Viernes 16 DE Noviembre DE 2018
Opinión

Espiral de conflictividad

Los tribunales no gozan de confianza y fiabilidad.

— MARIO FUENTES DESTARAC
Más noticias que te pueden interesar

La conflictividad originada de problemas no resueltos, demandas postergadas y necesidades insatisfechas se está tornando crítica y desbordante en esta etapa de rezago económico y de tensiones sociales. Muchos no pobres siguen cayendo en la pobreza y muchos pobres viven en condiciones de exclusión y extrema vulnerabilidad (hambre, enfermedad y desprotección).

Inequívocamente, los conflictos irresolutos tienden a agravarse y casi siempre desembocan en violencia, destrucción y muerte. Además, la espiral de conflictos propicia un clima de temor, zozobra, intranquilidad, incertidumbre y retraimiento de la actividad productiva. Asimismo, la cultura de confrontación, intolerancia, irrespeto y provocación que impera en nuestro país, nos aleja inexorablemente de la necesaria armonía en la diferencia y potencia el resentimiento, el rencor, la ira y la venganza. En todo caso, la ausencia de conciliación de intereses, negociación y acuerdos obstaculiza e impide la solución pacífica de los conflictos.

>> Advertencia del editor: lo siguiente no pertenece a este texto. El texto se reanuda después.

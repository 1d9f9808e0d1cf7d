//! Exponential backoff state machine
//!
//! Decides what happens after a failed attempt without sleeping itself, so it
//! works the same under blocking or async callers.

use super::RetryPolicy;
use crate::exchange::ExchangeError;
use std::time::Duration;

/// Next step after a failed attempt
#[derive(Debug, Clone, Copy, PartialEq, Eq)]
pub enum RetryStep {
    /// Wait this long, then try again
    Retry(Duration),
    /// Transient failure but no retries left
    Exhausted,
    /// Failure is not transient; give up now
    Abort,
}

/// Attempt counter for one logical upstream call
#[derive(Debug, Clone)]
pub struct RetryState {
    policy: RetryPolicy,
    attempt: u32,
}

impl RetryState {
    /// Start tracking a new call
    pub fn new(policy: RetryPolicy) -> Self {
        Self { policy, attempt: 0 }
    }

    /// Record a failure and decide what to do next
    pub fn on_failure(&mut self, error: &ExchangeError) -> RetryStep {
        if !error.is_transient() {
            return RetryStep::Abort;
        }
        if self.attempt >= self.policy.max_retries {
            return RetryStep::Exhausted;
        }
        let delay = self.delay_for(self.attempt);
        self.attempt += 1;
        RetryStep::Retry(delay)
    }

    /// Attempts made so far, counting the initial one
    pub fn attempts(&self) -> u32 {
        self.attempt + 1
    }

    /// Backoff before retry number `attempt` (0-based): base * 2^attempt, capped
    pub fn delay_for(&self, attempt: u32) -> Duration {
        let factor = 2u32.checked_pow(attempt).unwrap_or(u32::MAX);
        self.policy
            .base_delay
            .checked_mul(factor)
            .unwrap_or(self.policy.max_delay)
            .min(self.policy.max_delay)
    }
}
//! Key-value store with reader-supplied expiry

use super::{ApproxSize, CacheStats};
use std::collections::HashMap;
use std::sync::{Mutex, MutexGuard, PoisonError};
use std::time::Duration;
use tokio::time::Instant;

/// Default horizon after which `sweep` drops an entry regardless of reader ttl
pub const DEFAULT_SWEEP_HORIZON: Duration = Duration::from_secs(300);

struct CacheEntry<V> {
    value: V,
    stored_at: Instant,
}

/// Shared cache guarding upstream reads
///
/// Entries carry no ttl of their own. Each `get` decides freshness with the
/// ttl the caller passes, so one key space should always be read with the
/// same ttl. `sweep` bounds memory with a fixed horizon; an entry dropped by
/// a sweep just turns into a miss and a refetch.
pub struct BoundedCache<V> {
    entries: Mutex<HashMap<String, CacheEntry<V>>>,
    sweep_horizon: Duration,
}

impl<V: Clone + ApproxSize> BoundedCache<V> {
    /// Create a cache with the given sweep horizon
    pub fn new(sweep_horizon: Duration) -> Self {
        Self {
            entries: Mutex::new(HashMap::new()),
            sweep_horizon,
        }
    }

    /// Value for `key` if it was stored less than `ttl` ago
    ///
    /// Expired entries are removed on the way out.
    pub fn get(&self, key: &str, ttl: Duration) -> Option<V> {
        let mut entries = self.lock();
        let now = Instant::now();

        let expired = match entries.get(key) {
            Some(entry) if now.duration_since(entry.stored_at) < ttl => {
                return Some(entry.value.clone());
            }
            Some(_) => true,
            None => false,
        };

        if expired {
            entries.remove(key);
            tracing::trace!(key, "Cache entry expired");
        }
        None
    }

    /// Store a value, replacing any previous entry
    pub fn set(&self, key: impl Into<String>, value: V) {
        let mut entries = self.lock();
        entries.insert(
            key.into(),
            CacheEntry {
                value,
                stored_at: Instant::now(),
            },
        );
    }

    /// Drop a single key; returns whether it was present
    pub fn invalidate(&self, key: &str) -> bool {
        self.lock().remove(key).is_some()
    }

    /// Drop everything
    pub fn clear(&self) {
        self.lock().clear();
    }

    /// Drop every entry older than the sweep horizon; returns how many went
    pub fn sweep(&self) -> usize {
        let mut entries = self.lock();
        let now = Instant::now();
        let before = entries.len();
        entries.retain(|_, entry| now.duration_since(entry.stored_at) < self.sweep_horizon);
        let removed = before - entries.len();
        if removed > 0 {
            tracing::debug!(removed, remaining = entries.len(), "Cache sweep");
        }
        removed
    }

    /// Entry count and approximate size
    pub fn stats(&self) -> CacheStats {
        let entries = self.lock();
        let approx_bytes = entries
            .iter()
            .map(|(key, entry)| key.len() + entry.value.approx_size())
            .sum();
        CacheStats {
            entries: entries.len(),
            approx_bytes,
        }
    }

    // Operations never panic while holding the lock, so a poisoned guard is
    // still consistent.
    fn lock(&self) -> MutexGuard<'_, HashMap<String, CacheEntry<V>>> {
        self.entries.lock().unwrap_or_else(PoisonError::into_inner)
    }
}

impl<V: Clone + ApproxSize> Default for BoundedCache<V> {
    fn default() -> Self {
        Self::new(DEFAULT_SWEEP_HORIZON)
    }
}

Para colmo de males, los tribunales no gozan de confianza y fiabilidad, porque se tiene la percepción de que resuelven con arbitrariedad y prevaricación. Luego, la población, en lugar de recurrir a la autoridad para dirimir sus disputas, está optando por resolverlas a través de las vías de hecho o, en su caso, haciendo justicia por propia mano, para asegurarse que las supuestas transgresiones o infracciones no queden sin castigo.

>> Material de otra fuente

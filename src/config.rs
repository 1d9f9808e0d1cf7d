//! Configuration types for stop-guard

use crate::ratelimit::{RateLimiter, RetryPolicy};
use crate::telemetry::LogFormat;
use anyhow::Context;
use rust_decimal::Decimal;
use serde::{Deserialize, Serialize};
use std::io;
use std::path::Path;
use std::time::Duration;
use thiserror::Error;

/// Root configuration structure
#[derive(Debug, Clone, Default, Serialize, Deserialize)]
pub struct Config {
    #[serde(default)]
    pub api: ApiConfig,
    #[serde(default)]
    pub monitoring: MonitoringConfig,
    #[serde(default)]
    pub stop_loss: StopLossConfig,
    #[serde(default)]
    pub strategies: StrategiesConfig,
    #[serde(default)]
    pub cache: CacheConfig,
    #[serde(default)]
    pub telemetry: TelemetryConfig,
}

/// Invalid configuration values
#[derive(Debug, Clone, PartialEq, Eq, Error)]
pub enum ConfigError {
    #[error("{field} must be greater than zero")]
    NotPositive { field: &'static str },
    #[error("{field} must not be negative")]
    Negative { field: &'static str },
    #[error("Unknown timeframe: {0}")]
    InvalidTimeframe(String),
}

/// Upstream call budget and retry settings
#[derive(Debug, Clone, Serialize, Deserialize)]
pub struct ApiConfig {
    /// Calls allowed per second
    #[serde(default = "default_calls_per_second")]
    pub calls_per_second: u32,
    /// Retries after the first attempt of a transient failure
    #[serde(default = "default_max_retries")]
    pub max_retries: u32,
    /// First backoff delay; doubles every retry
    #[serde(default = "default_base_retry_delay_ms")]
    pub base_retry_delay_ms: u64,
    /// Ceiling for any single backoff delay
    #[serde(default = "default_max_retry_delay_ms")]
    pub max_retry_delay_ms: u64,
    /// Time limit for a single upstream attempt
    #[serde(default = "default_call_timeout_ms")]
    pub call_timeout_ms: u64,
}

fn default_calls_per_second() -> u32 {
    10
}
fn default_max_retries() -> u32 {
    3
}
fn default_base_retry_delay_ms() -> u64 {
    1_000
}
fn default_max_retry_delay_ms() -> u64 {
    30_000
}
fn default_call_timeout_ms() -> u64 {
    10_000
}

impl Default for ApiConfig {
    fn default() -> Self {
        Self {
            calls_per_second: 10,
            max_retries: 3,
            base_retry_delay_ms: 1_000,
            max_retry_delay_ms: 30_000,
            call_timeout_ms: 10_000,
        }
    }
}

impl ApiConfig {
    /// Retry policy for upstream calls
    pub fn retry_policy(&self) -> RetryPolicy {
        RetryPolicy::new(self.max_retries, Duration::from_millis(self.base_retry_delay_ms))
            .max_delay(Duration::from_millis(self.max_retry_delay_ms))
            .call_timeout(Duration::from_millis(self.call_timeout_ms))
    }

    /// Limiter enforcing `calls_per_second`
    pub fn rate_limiter(&self) -> RateLimiter {
        RateLimiter::per_second(self.calls_per_second)
    }
}

/// Polling cadence and adjustment gating
#[derive(Debug, Clone, Serialize, Deserialize)]
pub struct MonitoringConfig {
    /// Poll interval for positions below the aggressive threshold (seconds)
    #[serde(default = "default_normal_interval")]
    pub normal_interval_secs: u64,
    /// Poll interval once profit passes the aggressive threshold (seconds)
    #[serde(default = "default_aggressive_interval")]
    pub aggressive_interval_secs: u64,
    /// Poll interval while a symbol is backing off after errors (seconds)
    #[serde(default = "default_retry_interval")]
    pub retry_interval_secs: u64,
    /// Health check cadence (seconds)
    #[serde(default = "default_health_check_interval")]
    pub health_check_interval_secs: u64,
    /// PnL over entry notional that switches a symbol to aggressive polling
    #[serde(default = "default_aggressive_profit_threshold")]
    pub aggressive_profit_threshold: Decimal,
    /// Consecutive exhausted failures before a symbol backs off
    #[serde(default = "default_error_backoff_threshold")]
    pub error_backoff_threshold: u32,
    /// Smallest stop move worth sending, as a fraction of current price
    #[serde(default = "default_min_move_threshold")]
    pub min_move_threshold: Decimal,
    /// Allow a new stop further from price than the placed one
    #[serde(default)]
    pub allow_loosening: bool,
    /// How long an in-flight tick may run after shutdown is requested (seconds)
    #[serde(default = "default_shutdown_grace")]
    pub shutdown_grace_secs: u64,
}

fn default_normal_interval() -> u64 {
    30
}
fn default_aggressive_interval() -> u64 {
    10
}
fn default_retry_interval() -> u64 {
    60
}
fn default_health_check_interval() -> u64 {
    300
}
fn default_aggressive_profit_threshold() -> Decimal {
    Decimal::new(1, 2) // 0.01 = 1%
}
fn default_error_backoff_threshold() -> u32 {
    1
}
fn default_min_move_threshold() -> Decimal {
    Decimal::new(5, 4) // 0.0005 = 0.05%
}
fn default_shutdown_grace() -> u64 {
    10
}

impl Default for MonitoringConfig {
    fn default() -> Self {
        Self {
            normal_interval_secs: 30,
            aggressive_interval_secs: 10,
            retry_interval_secs: 60,
            health_check_interval_secs: 300,
            aggressive_profit_threshold: Decimal::new(1, 2),
            error_backoff_threshold: 1,
            min_move_threshold: Decimal::new(5, 4),
            allow_loosening: false,
            shutdown_grace_secs: 10,
        }
    }
}

impl MonitoringConfig {
    pub fn normal_interval(&self) -> Duration {
        Duration::from_secs(self.normal_interval_secs)
    }

    pub fn aggressive_interval(&self) -> Duration {
        Duration::from_secs(self.aggressive_interval_secs)
    }

    pub fn retry_interval(&self) -> Duration {
        Duration::from_secs(self.retry_interval_secs)
    }

    pub fn health_check_interval(&self) -> Duration {
        Duration::from_secs(self.health_check_interval_secs)
    }

    pub fn shutdown_grace(&self) -> Duration {
        Duration::from_secs(self.shutdown_grace_secs)
    }
}

/// Stop price strategy parameters
#[derive(Debug, Clone, Serialize, Deserialize)]
pub struct StopLossConfig {
    /// True ranges averaged for ATR
    #[serde(default = "default_atr_period")]
    pub atr_period: usize,
    /// ATR stop distance multiplier
    #[serde(default = "default_atr_multiplier")]
    pub atr_multiplier: Decimal,
    /// Bar timeframe used for ATR ("15m", "1h")
    #[serde(default = "default_atr_timeframe")]
    pub atr_timeframe: String,
    /// Fixed stop distance as a fraction of entry
    #[serde(default = "default_risk_percentage")]
    pub risk_percentage: Decimal,
    /// Trailing distance as a fraction of the best price seen
    #[serde(default = "default_trailing_stop_percentage")]
    pub trailing_stop_percentage: Decimal,
    /// Minimum distance between stop and price, as a fraction of price
    #[serde(default = "default_min_stop_distance")]
    pub min_stop_distance: Decimal,
    /// Net profit over entry notional required before moving to breakeven
    #[serde(default = "default_breakeven_threshold")]
    pub breakeven_threshold: Decimal,
    /// Extra margin past breakeven, as a fraction of entry
    #[serde(default = "default_breakeven_buffer")]
    pub breakeven_buffer: Decimal,
    /// Taker fee charged on each side of the round trip
    #[serde(default = "default_taker_fee_rate")]
    pub taker_fee_rate: Decimal,
    /// Profit ladder step, as a fraction of entry notional
    #[serde(default = "default_profit_step")]
    pub profit_step: Decimal,
    /// Distance of the first stop for a position without one
    #[serde(default = "default_max_initial_distance")]
    pub max_initial_distance: Decimal,
    /// Decimal places stop prices are rounded to
    #[serde(default)]
    pub price_precision: Option<u32>,
}

fn default_atr_period() -> usize {
    14
}
fn default_atr_multiplier() -> Decimal {
    Decimal::new(2, 0)
}
fn default_atr_timeframe() -> String {
    "15m".to_string()
}
fn default_risk_percentage() -> Decimal {
    Decimal::new(2, 2) // 0.02 = 2%
}
fn default_trailing_stop_percentage() -> Decimal {
    Decimal::new(1, 2) // 0.01 = 1%
}
fn default_min_stop_distance() -> Decimal {
    Decimal::new(5, 3) // 0.005 = 0.5%
}
fn default_breakeven_threshold() -> Decimal {
    Decimal::new(5, 3) // 0.005 = 0.5%
}
fn default_breakeven_buffer() -> Decimal {
    Decimal::new(1, 3) // 0.001 = 0.1%
}
fn default_taker_fee_rate() -> Decimal {
    Decimal::new(5, 4) // 0.0005 = 0.05%
}
fn default_profit_step() -> Decimal {
    Decimal::new(5, 3) // 0.005 = 0.5%
}
fn default_max_initial_distance() -> Decimal {
    Decimal::new(3, 2) // 0.03 = 3%
}

impl Default for StopLossConfig {
    fn default() -> Self {
        Self {
            atr_period: 14,
            atr_multiplier: Decimal::new(2, 0),
            atr_timeframe: "15m".to_string(),
            risk_percentage: Decimal::new(2, 2),
            trailing_stop_percentage: Decimal::new(1, 2),
            min_stop_distance: Decimal::new(5, 3),
            breakeven_threshold: Decimal::new(5, 3),
            breakeven_buffer: Decimal::new(1, 3),
            taker_fee_rate: Decimal::new(5, 4),
            profit_step: Decimal::new(5, 3),
            max_initial_distance: Decimal::new(3, 2),
            price_precision: None,
        }
    }
}

/// Strategy enable flags
#[derive(Debug, Clone, Serialize, Deserialize)]
pub struct StrategiesConfig {
    #[serde(default = "default_true")]
    pub atr: bool,
    #[serde(default = "default_true")]
    pub percentage: bool,
    #[serde(default = "default_true")]
    pub trailing: bool,
    #[serde(default = "default_true")]
    pub breakeven: bool,
    #[serde(default = "default_true")]
    pub profit_step: bool,
    #[serde(default = "default_true")]
    pub initial_cap: bool,
}

fn default_true() -> bool {
    true
}

impl Default for StrategiesConfig {
    fn default() -> Self {
        Self {
            atr: true,
            percentage: true,
            trailing: true,
            breakeven: true,
            profit_step: true,
            initial_cap: true,
        }
    }
}

/// Cache ttls per key space
#[derive(Debug, Clone, Serialize, Deserialize)]
pub struct CacheConfig {
    #[serde(default = "default_position_ttl")]
    pub position_ttl_secs: u64,
    #[serde(default = "default_price_ttl")]
    pub price_ttl_secs: u64,
    #[serde(default = "default_atr_ttl")]
    pub atr_ttl_secs: u64,
    /// Age after which a sweep drops any entry
    #[serde(default = "default_sweep_horizon")]
    pub sweep_horizon_secs: u64,
}

fn default_position_ttl() -> u64 {
    30
}
fn default_price_ttl() -> u64 {
    5
}
fn default_atr_ttl() -> u64 {
    300
}
fn default_sweep_horizon() -> u64 {
    300
}

impl Default for CacheConfig {
    fn default() -> Self {
        Self {
            position_ttl_secs: 30,
            price_ttl_secs: 5,
            atr_ttl_secs: 300,
            sweep_horizon_secs: 300,
        }
    }
}

impl CacheConfig {
    pub fn position_ttl(&self) -> Duration {
        Duration::from_secs(self.position_ttl_secs)
    }

    pub fn price_ttl(&self) -> Duration {
        Duration::from_secs(self.price_ttl_secs)
    }

    pub fn atr_ttl(&self) -> Duration {
        Duration::from_secs(self.atr_ttl_secs)
    }

    pub fn sweep_horizon(&self) -> Duration {
        Duration::from_secs(self.sweep_horizon_secs)
    }
}

/// Telemetry configuration
#[derive(Debug, Clone, Serialize, Deserialize)]
pub struct TelemetryConfig {
    /// Prometheus exporter port; no exporter when unset
    #[serde(default)]
    pub metrics_port: Option<u16>,
    #[serde(default = "default_log_level")]
    pub log_level: String,
    #[serde(default)]
    pub log_format: LogFormat,
}

fn default_log_level() -> String {
    "info".to_string()
}

impl Default for TelemetryConfig {
    fn default() -> Self {
        Self {
            metrics_port: None,
            log_level: "info".to_string(),
            log_format: LogFormat::Pretty,
        }
    }
}

/// Bundled defaults used when no config file exists
pub const EXAMPLE_CONFIG: &str = include_str!("../config.toml.example");

impl Config {
    /// Load configuration from a TOML file
    pub fn load(path: impl AsRef<Path>) -> anyhow::Result<Self> {
        let content = std::fs::read_to_string(path)?;
        Self::parse(&content)
    }

    /// Load `path`, or the bundled example when the file does not exist
    ///
    /// A file that exists but cannot be read, parsed or validated is an error.
    pub fn load_or_default(path: impl AsRef<Path>) -> anyhow::Result<Self> {
        let path = path.as_ref();
        match std::fs::read_to_string(path) {
            Ok(content) => {
                Self::parse(&content).with_context(|| format!("Invalid config {}", path.display()))
            }
            Err(e) if e.kind() == io::ErrorKind::NotFound => {
                eprintln!("Warning: No config at {}, using defaults", path.display());
                Self::parse(EXAMPLE_CONFIG).context("Invalid bundled example config")
            }
            Err(e) => Err(e).with_context(|| format!("Could not read config {}", path.display())),
        }
    }

    /// Parse and validate TOML
    pub fn parse(content: &str) -> anyhow::Result<Self> {
        let config: Config = toml::from_str(content)?;
        config.validate()?;
        Ok(config)
    }

    /// Reject values the engine cannot run with
    pub fn validate(&self) -> Result<(), ConfigError> {
        fn positive(field: &'static str, value: u64) -> Result<(), ConfigError> {
            if value == 0 {
                return Err(ConfigError::NotPositive { field });
            }
            Ok(())
        }
        fn non_negative(field: &'static str, value: Decimal) -> Result<(), ConfigError> {
            if value < Decimal::ZERO {
                return Err(ConfigError::Negative { field });
            }
            Ok(())
        }

        positive("api.calls_per_second", self.api.calls_per_second.into())?;
        positive("api.call_timeout_ms", self.api.call_timeout_ms)?;
        positive("monitoring.normal_interval_secs", self.monitoring.normal_interval_secs)?;
        positive(
            "monitoring.aggressive_interval_secs",
            self.monitoring.aggressive_interval_secs,
        )?;
        positive("monitoring.retry_interval_secs", self.monitoring.retry_interval_secs)?;
        positive(
            "monitoring.health_check_interval_secs",
            self.monitoring.health_check_interval_secs,
        )?;
        positive(
            "monitoring.error_backoff_threshold",
            self.monitoring.error_backoff_threshold.into(),
        )?;
        positive("stop_loss.atr_period", self.stop_loss.atr_period as u64)?;

        let sl = &self.stop_loss;
        non_negative("stop_loss.atr_multiplier", sl.atr_multiplier)?;
        non_negative("stop_loss.risk_percentage", sl.risk_percentage)?;
        non_negative("stop_loss.trailing_stop_percentage", sl.trailing_stop_percentage)?;
        non_negative("stop_loss.min_stop_distance", sl.min_stop_distance)?;
        non_negative("stop_loss.breakeven_threshold", sl.breakeven_threshold)?;
        non_negative("stop_loss.breakeven_buffer", sl.breakeven_buffer)?;
        non_negative("stop_loss.taker_fee_rate", sl.taker_fee_rate)?;
        non_negative("stop_loss.profit_step", sl.profit_step)?;
        non_negative("stop_loss.max_initial_distance", sl.max_initial_distance)?;
        non_negative(
            "monitoring.aggressive_profit_threshold",
            self.monitoring.aggressive_profit_threshold,
        )?;
        non_negative("monitoring.min_move_threshold", self.monitoring.min_move_threshold)?;

        if crate::exchange::timeframe_secs(&sl.atr_timeframe).is_none() {
            return Err(ConfigError::InvalidTimeframe(sl.atr_timeframe.clone()));
        }
        Ok(())
    }
}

Los partidos políticos tampoco son intermediarios eficaces entre la población y el poder público, extremo que impide que, a través de la acción política, se escuche a la gente, se atiendan sus necesidades y se desactiven focos de tensión social. De hecho, los políticos han renunciado a operar como catalizadores que favorezcan las interrelaciones, la comunicación, el diálogo y la cooperación inteligente, en función de dar respuesta a las demandas y reclamos. Por el contrario, la codicia, la ambición y el lucro se han apoderado de la clase política, en menoscabo, por supuesto, de los servicios públicos y de la realización del bien común.

Por otro lado, la estructura de privilegios, que impide la consecución de un capitalismo popular, sustentado en la plena vigencia de la economía de mercado, la libre contratación, la igualdad de oportunidades y la certeza jurídica, también es una fuente inagotable de injusticia, discriminación, inmovilismo, desánimo y frustración, que se traduce en más conflictos.

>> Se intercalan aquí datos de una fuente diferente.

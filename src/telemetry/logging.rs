//! Structured logging setup

use serde::{Deserialize, Serialize};
use tracing_subscriber::{fmt, layer::SubscriberExt, util::SubscriberInitExt, EnvFilter};

/// Log output format
#[derive(Debug, Clone, Copy, Default, PartialEq, Eq, Serialize, Deserialize)]
#[serde(rename_all = "lowercase")]
pub enum LogFormat {
    /// Human-readable format
    #[default]
    Pretty,
    /// JSON format for log aggregation
    Json,
}

/// Initialize logging with the given level; `RUST_LOG` takes precedence
pub fn init_logging(level: &str, format: LogFormat) -> anyhow::Result<()> {
    let filter = EnvFilter::try_from_default_env().unwrap_or_else(|_| EnvFilter::new(level));
    let registry = tracing_subscriber::registry().with(filter);

    let result = match format {
        LogFormat::Pretty => registry.with(fmt::layer()).try_init(),
        LogFormat::Json => registry
            .with(fmt::layer().json().with_current_span(false))
            .try_init(),
    };
    result.map_err(|e| anyhow::anyhow!("Failed to init logging: {}", e))?;

    Ok(())
}
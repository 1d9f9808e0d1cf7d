use clap::Parser;
use stop_guard::cli::{Cli, Commands};
use stop_guard::config::Config;

#[tokio::main]
async fn main() -> anyhow::Result<()> {
    let cli = Cli::parse();

    // Load configuration; only a missing file falls back to defaults
    let config = Config::load_or_default(&cli.config)?;

    if let Commands::Config = cli.command {
        println!("{}", serde_json::to_string_pretty(&config)?);
        return Ok(());
    }

    // Initialize telemetry
    let _telemetry = stop_guard::telemetry::init_telemetry(&config.telemetry)?;

    match cli.command {
        Commands::Run(args) => {
            tracing::info!("Starting stop monitoring");
            args.execute(config).await?;
        }
        Commands::Check(args) => {
            args.execute(config).await?;
        }
        Commands::Config => {}
    }

    Ok(())
}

Por supuesto, también debe tenerse presente que muchos conflictos son acicateados por los enemigos de la democracia, así como por azuzadores, mercenarios y patrocinadores del caos, en función de promover la desinstitucionalización, el odio, la desinformación, el descontento y la revuelta, y que, finalmente, impere el vacío de autoridad, la anarquía y el desorden, con miras a imponer un régimen autoritario o totalitario, que niegue la libertad y el Derecho.

De suerte que no podemos seguir indiferentes o ajenos ante esta espiral de conflictividad, porque más temprano que tarde los recursos de la no violencia, la tolerancia y la resolución pacífica de las disputas perderán credibilidad, y se dará pie de nuevo a la lucha fratricida, en la que los más violentos prevalecerán y todos perderemos.